GNU gdb (GDB) Red Hat Enterprise Linux (7.0.1-42.el5)
Copyright (C) 2009 Free Software Foundation, Inc.
License GPLv3+: GNU GPL version 3 or later
This is free software: you are free to change and redistribute it.
There is NO WARRANTY, to the extent permitted by law. Type "show copying"
and "show warranty" for details.
This GDB was configured as "x86_64-redhat-linux-gnu".
For bug reporting instructions, please see:
...
Reading symbols from /opt/vendor/redacted/process...(no debugging symbols found)...done.
Attaching to program: /opt/vendor/redacted/process, process 16492
ptrace: Operation not permitted.

The weird thing is that we were running gdb as root, and it was 2.6.18. In the latest Ubuntu versions, a security hardening option has been added to the kernel to limit gdb (profiling, particularly, which gdb requires) to only being run on child processes. Since this was Red Hat Enterprise Linux 5.3, it didn’t have this option.
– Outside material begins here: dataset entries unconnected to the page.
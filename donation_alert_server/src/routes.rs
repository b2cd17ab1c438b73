//! Request handler definitions
//!
//! Define each route and its handler here.
//! Handlers that are more than a line or two MUST go into a separate module. Keep this module neat and tidy 🙏
//!
//! A note about performance:
//! Since each worker thread processes its requests sequentially, handlers which block the current thread will cause the
//! current worker to stop processing new requests. Long-lived responses, like the `/events` stream, are therefore
//! expressed as streams that the worker polls alongside everything else.
use actix_web::{get, http::header, web, HttpRequest, HttpResponse, Responder};
use donation_engine::{
    stripe::SIGNATURE_HEADER,
    traits::EventAuthenticator,
    BroadcastHub,
    DonationFlowApi,
    TestDonationRequest,
};
use log::*;
use serde_json::Value;

use crate::{
    data_objects::{TestDonationResponse, WebhookAck},
    errors::ServerError,
    sse::SseConnection,
};

// Web-actix cannot handle generics in handlers, so it's implemented manually using the `route!` macro
#[macro_export]
macro_rules! route {
    ($name:ident => $method:ident $path:literal impl $($bounds:ty),+) => {
        paste::paste! { pub struct [<$name:camel Route>]< $( [< T $bounds:camel> ],)+ >( $( core::marker::PhantomData<fn() -> [< T $bounds:camel> ] >,)+ );}
        paste::paste! { impl< $( [< T $bounds:camel> ],)+ > [<$name:camel Route>]< $( [< T $bounds:camel> ],)+ > {
            #[allow(clippy::new_without_default)]
            pub fn new() -> Self {
                Self($( core::marker::PhantomData::<fn() -> [< T $bounds:camel> ] >,)+)
            }
        }}
        paste::paste! { impl<$( [< T $bounds:camel >] , )+> actix_web::dev::HttpServiceFactory for [<$name:camel Route>]<$([<T $bounds:camel>],)+>
        where
            $([<T $bounds:camel>]: $bounds + 'static,)+
        {
            fn register(self, config: &mut actix_web::dev::AppService) {
                let res = actix_web::Resource::new($path)
                    .name(stringify!($name))
                    .guard(actix_web::guard::$method())
                    .to($name::< $( [< T $bounds:camel >], )+>);
                actix_web::dev::HttpServiceFactory::register(res, config);
            }
        }}
    };
}

// ----------------------------------------------   Health  ----------------------------------------------------
#[get("/health")]
pub async fn health() -> impl Responder {
    trace!("💻️ Received health check request");
    HttpResponse::Ok().body("👍️\n")
}

// ----------------------------------------------   Status  ----------------------------------------------------
#[get("/")]
pub async fn index(hub: web::Data<BroadcastHub>) -> impl Responder {
    trace!("💻️ Received status page request");
    let viewers = hub.subscriber_count();
    let page = format!(
        "<!DOCTYPE html>\n<html>\n<head><title>Donation alerts</title></head>\n<body>\n<h1>Donation alert server is \
         running</h1>\n<p>Connected viewers: {viewers}</p>\n<p>Overlays subscribe to <code>/events</code>. Stripe \
         posts to <code>/webhook</code>.</p>\n</body>\n</html>\n"
    );
    HttpResponse::Ok().content_type("text/html; charset=utf-8").body(page)
}

// ----------------------------------------------   Events  ----------------------------------------------------
/// Opens a Server-Sent Events stream. Every donation broadcast while the stream is open is delivered on it.
#[get("/events")]
pub async fn events(req: HttpRequest, hub: web::Data<BroadcastHub>) -> impl Responder {
    debug!("💻️ New event stream requested from {:?}", req.peer_addr());
    let connection = SseConnection::open(hub.get_ref().clone());
    HttpResponse::Ok()
        .content_type("text/event-stream")
        .insert_header((header::CACHE_CONTROL, "no-cache"))
        .insert_header(("X-Accel-Buffering", "no"))
        .streaming(connection)
}

// ----------------------------------------------   Webhook  ----------------------------------------------------
route!(webhook => Post "/webhook" impl EventAuthenticator);
/// Route handler for Stripe webhooks.
///
/// The raw body is needed to check the signature in the `Stripe-Signature` header, so it is taken as bytes and only
/// parsed once it has been authenticated. Any authentication or parsing failure is a 400; every authenticated event is
/// acknowledged with `{"received": true}`, whether or not it produced a donation.
pub async fn webhook<A>(
    req: HttpRequest,
    body: web::Bytes,
    api: web::Data<DonationFlowApi<A>>,
) -> Result<HttpResponse, ServerError>
where
    A: EventAuthenticator,
{
    trace!("💻️ Received webhook request ({} bytes)", body.len());
    let signature = req.headers().get(SIGNATURE_HEADER).and_then(|v| v.to_str().ok());
    match api.process_webhook(&body, signature)? {
        Some(donation) => debug!("💻️ Webhook produced donation: {donation}"),
        None => debug!("💻️ Webhook acknowledged. No donation to broadcast."),
    }
    Ok(HttpResponse::Ok().json(WebhookAck::received()))
}

// ----------------------------------------------   Test donation  ----------------------------------------------
route!(test_donation => Post "/test-donation" impl EventAuthenticator);
/// Broadcasts a made-up donation. Any field left out of the JSON body, or given with the wrong type, takes its test
/// default. So does every field of an empty body or a JSON array.
pub async fn test_donation<A>(body: web::Bytes, api: web::Data<DonationFlowApi<A>>) -> Result<HttpResponse, ServerError>
where A: EventAuthenticator {
    trace!("💻️ Received test donation request");
    let request = if body.iter().all(u8::is_ascii_whitespace) {
        TestDonationRequest::default()
    } else {
        parse_test_donation_request(&body).map_err(|e| {
            debug!("💻️ Could not parse test donation request. {e}");
            e
        })?
    };
    let donation = api.process_test_donation(request);
    Ok(HttpResponse::Ok().json(TestDonationResponse::success(donation)))
}

fn parse_test_donation_request(body: &[u8]) -> Result<TestDonationRequest, ServerError> {
    let value = serde_json::from_slice::<Value>(body).map_err(|e| ServerError::InvalidRequestBody(e.to_string()))?;
    match value {
        Value::Object(_) => serde_json::from_value(value).map_err(|e| ServerError::InvalidRequestBody(e.to_string())),
        // An array has no named fields, so every field takes its default
        Value::Array(_) => Ok(TestDonationRequest::default()),
        _ => Err(ServerError::InvalidRequestBody("expected a JSON object or array".into())),
    }
}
Well, it turns out that explaining it to #gdb on Freenode pointed us to the solution: a parent process had been attached to via “strace -f”. Since only one profiling process can run on any program at one time, the parent process’s “strace”, by following all forks with the “-f”, blocked out our “gdb” from attaching to the child. Simply adding 1 line:

pkill strace
gdb /opt/vendor/redacted/process `pgrep process`

to our debugging solved the mysterious “ptrace: Operation not permitted.” error which was showing me no results in web searches. FYI: this absolutely will block gcore in the same way.